Discussions about COVID-19 are no longer monopolizing our lives.
We are months removed from the restrictions and mandates that tested the resolve of all levels of government. The minds of Canadians have decidedly turned to our usual concerns: health care, housing and the economy.
Still, not all Canadians believe the pandemic is over, and some evident differences remain across the country. In the latest survey by Research Co. and Glacier Media, seven in 10 Canadians (70 per cent) continue to regard COVID-19 as a real threat, while 27 per cent disagree and three per cent are not sure. This represents a seven-point drop in the proportion of worried Canadians since August 2022, which coincides with a seven-point increase in the ranks of those who no longer see the pandemic as a menace.
This month, we continue to see Canadians aged 55 and over expressing more concern about COVID-19 (78 per cent) than their counterparts aged 35 to 54 (65 per cent) and aged 18 to 34 (66 per cent).
Across the country, 69 per cent of Canadians are satisfied with the way the federal government managed the pandemic, up 14 points since August. There is a significant regional change, with British Columbia providing the highest positive rating for the federal government (64 per cent), ahead of the two provinces that have been traditionally satisfied since 2020: Ontario and Quebec (each at 61 per cent). The rating drops slightly to 59 per cent in Atlantic Canada and Manitoba and Saskatchewan and plummets to 47 per cent in Alberta.

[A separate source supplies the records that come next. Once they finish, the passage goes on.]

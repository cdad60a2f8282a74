//! `recommendFormat` (spec §4.4): estimates each format's total match count
//! and event duration for a given participant count, then ranks the
//! formats against a desired match-count range and an optional time
//! budget. The original source has no analogue for this operation — it is
//! a spec.md addition implemented exactly as spec.md §4.4 describes it
//! (SPEC_FULL.md §4.5).

use crate::model::TournamentFormat;
use crate::pairing::swiss;

#[derive(Debug, Clone, Copy, PartialEq)]
pub struct FormatRecommendation {
    pub format: TournamentFormat,
    pub match_count: u32,
    pub matches_per_fighter: f64,
    pub estimated_minutes: i64,
    pub in_range: bool,
    pub distance_from_range: u32,
    pub fits_in_budget: bool,
}

/// default `match_count` used to estimate GuaranteedMatches when the caller
/// has no config yet (mirrors `BracketConfig::default_for`).
const DEFAULT_GUARANTEED_TARGET: u32 = 3;

/// spec §4.4 match-count formulas. `None` means the format can't field
/// `n` participants at all (DoubleElim below 8) and is omitted from the
/// result list rather than erroring, since recommendation is advisory.
fn match_count(format: TournamentFormat, n: usize) -> Option<u32> {
    if n < 2 {
        return None;
    }
    match format {
        TournamentFormat::SingleElim => Some((n - 1) as u32),
        TournamentFormat::DoubleElim => {
            if n < 8 {
                None
            } else {
                Some((n - 1 + n - 2 + 1) as u32)
            }
        }
        TournamentFormat::RoundRobin => Some((n as u32) * (n as u32 - 1) / 2),
        TournamentFormat::Swiss => {
            let rounds = swiss::default_total_rounds(n);
            Some((n as u32 / 2) * rounds)
        }
        TournamentFormat::GuaranteedMatches => {
            Some((n as u32 * DEFAULT_GUARANTEED_TARGET) / 2)
        }
    }
}

/// spec §4.4: "Estimated event minutes = matches·(duration+2) − 2 (2-minute
/// gap between matches)".
fn estimated_minutes(matches: u32, match_duration_min: u32) -> i64 {
    if matches == 0 {
        return 0;
    }
    matches as i64 * (match_duration_min as i64 + 2) - 2
}

/// ranks every format that can field `n` fighters against the desired
/// `[min_matches, max_matches]` range and, if given, a time budget.
///
/// Sort order (spec §4.4): "Sort by `fitsInBudget` first (when budget
/// provided), then by `|estimated−budget|`; otherwise by in-range, then
/// distance-from-range."
pub fn recommend(
    n: usize,
    min_matches: u32,
    max_matches: u32,
    match_duration_min: u32,
    time_budget_min: Option<u32>,
) -> Vec<FormatRecommendation> {
    let formats = [
        TournamentFormat::SingleElim,
        TournamentFormat::DoubleElim,
        TournamentFormat::Swiss,
        TournamentFormat::RoundRobin,
        TournamentFormat::GuaranteedMatches,
    ];

    let mut out: Vec<FormatRecommendation> = formats
        .into_iter()
        .filter_map(|format| {
            let matches = match_count(format, n)?;
            let minutes = estimated_minutes(matches, match_duration_min);
            let in_range = matches >= min_matches && matches <= max_matches;
            let distance_from_range = if in_range {
                0
            } else if matches < min_matches {
                min_matches - matches
            } else {
                matches - max_matches
            };
            let fits_in_budget = match time_budget_min {
                Some(budget) => minutes <= budget as i64,
                None => true,
            };
            let matches_per_fighter = (matches as f64 * 2.0) / n as f64;
            Some(FormatRecommendation {
                format,
                match_count: matches,
                matches_per_fighter,
                estimated_minutes: minutes,
                in_range,
                distance_from_range,
                fits_in_budget,
            })
        })
        .collect();

    match time_budget_min {
        Some(budget) => out.sort_by(|a, b| {
            b.fits_in_budget.cmp(&a.fits_in_budget).then(
                (a.estimated_minutes - budget as i64)
                    .abs()
                    .cmp(&(b.estimated_minutes - budget as i64).abs()),
            )
        }),
        None => out.sort_by(|a, b| {
            b.in_range
                .cmp(&a.in_range)
                .then(a.distance_from_range.cmp(&b.distance_from_range))
        }),
    }
    out
}

#[cfg(test)]
mod tests {
    use super::*;

    #[test]
    fn single_elim_needs_n_minus_one_matches() {
        let recs = recommend(8, 1, 100, 8, None);
        let se = recs.iter().find(|r| r.format == TournamentFormat::SingleElim).unwrap();
        assert_eq!(se.match_count, 7);
    }

    #[test]
    fn double_elim_excluded_below_eight() {
        let recs = recommend(6, 1, 100, 8, None);
        assert!(!recs.iter().any(|r| r.format == TournamentFormat::DoubleElim));
    }

    #[test]
    fn double_elim_match_count_matches_spec_formula() {
        let recs = recommend(8, 1, 100, 8, None);
        let de = recs.iter().find(|r| r.format == TournamentFormat::DoubleElim).unwrap();
        // n-1 + n-2 + 1 = 7 + 6 + 1 = 14 for n=8.
        assert_eq!(de.match_count, 14);
    }

    #[test]
    fn estimated_minutes_applies_two_minute_gaps() {
        let recs = recommend(8, 1, 100, 10, None);
        let se = recs.iter().find(|r| r.format == TournamentFormat::SingleElim).unwrap();
        // 7 matches * (10 + 2) - 2 = 82.
        assert_eq!(se.estimated_minutes, 82);
    }

    #[test]
    fn out_of_range_formats_sort_behind_in_range_ones_when_no_budget() {
        // 4 fighters: single-elim needs 3 matches, round-robin needs 6.
        let recs = recommend(4, 3, 3, 10, None);
        let se_index = recs.iter().position(|r| r.format == TournamentFormat::SingleElim).unwrap();
        let rr_index = recs.iter().position(|r| r.format == TournamentFormat::RoundRobin).unwrap();
        assert!(se_index < rr_index);
        assert!(recs[se_index].in_range);
        assert!(!recs[rr_index].in_range);
    }

    #[test]
    fn budget_fit_outranks_in_range_when_budget_given() {
        let recs = recommend(8, 1, 100, 10, Some(50));
        // single-elim (82 min) exceeds a 50-minute budget; formats that fit
        // should sort ahead of it regardless of match-count range.
        let se_index = recs.iter().position(|r| r.format == TournamentFormat::SingleElim).unwrap();
        assert!(!recs[se_index].fits_in_budget);
        assert!(recs.iter().take(se_index).all(|r| r.fits_in_budget) || se_index == 0);
    }
}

When Canadians ponder how their municipal governments have dealt with COVID-19, 58 per cent (down one point) are satisfied. Saskatchewan and Manitoba are ahead of all other regions on this indicator with 64 per cent.
Since the last time we asked this question in August, there have been remarkable developments in the four most populous provinces of Canada. Voters in Ontario and Quebec gave premiers François Legault and Doug Ford renewed majority mandates. Alberta and British Columbia have new heads of government, following the party leadership contests won by Danielle Smith and David Eby.
A majority of Canadians (58 per cent, up five points) are content with the way their provincial government dealt with COVID-19. Satisfaction is highest in British Columbia (68 per cent, up six points), followed by Quebec with 62 per cent (up four points), Ontario with 54 per cent (up six points) and Alberta with 46 per cent (up seven points).
Three in five Canadians (60 per cent, down six points since May 2022) are satisfied with how the federal chief public health officer has managed the pandemic, and a similar proportion (61 per cent, down five points) feel the same way about their provincial health officer or chief medical officer.
There is some fluctuation in the numbers for specific top doctors in four provinces. Two-thirds of British Columbians (66 per cent, up three points) are satisfied with the performance of Bonnie Henry. The rating fell for both Quebec’s Luc Boileau (60 per cent, down six points) and Ontario’s Kieran Moore (59 per cent, down eight points).
The biggest change is in Alberta, the only province where a new officer was appointed last month. In May, almost two-thirds of Albertans (65 per cent) were satisfied with the work of Deena Hinshaw. Her replacement Mike Joffe checks in at 53 per cent this month – 12 points lower.
For three in four Canadians (75 per cent, up seven points since August), the worst of the pandemic is “definitely” or “probably” behind us, while fewer than one in five (17 per cent, down three points) believe the situation may deteriorate. It is important to note that British Columbia, where satisfaction with both the government and the provincial health officer is highest, is also the province where the fewest residents expect COVID-19 to worsen (10 per cent). In Ontario, Alberta and Atlantic Canada, this indicator sits at or above 20 per cent.
Almost three years after Canadians began to learn about COVID-19, Canadians are not upset with what the federal government has accomplished. Provincially, British Columbia and Quebec continue to post higher numbers than Ontario and Alberta.
The two provinces that are currently governed by premiers who have not led their parties to an election provide diverse numbers. British Columbia, where no major action was taken with the public health officer or the minister of health, remains at the top of the satisfaction charts when it comes to COVID-19. Alberta, where the premier made it a point to replace the top doctor at the earliest opportunity and where a new minister of health took over in September, remains at the bottom.
Mario Canseco is president of Research Co.
Results are based on an online study conducted on December 10 to December 12, 2022, among 1,000 adults in Canada. The data has been statistically weighted according to Canadian census figures for age, gender and region in Canada. The margin of error – which measures sample variability – is plus or minus 3.1 percentage points, 19 times out of 20.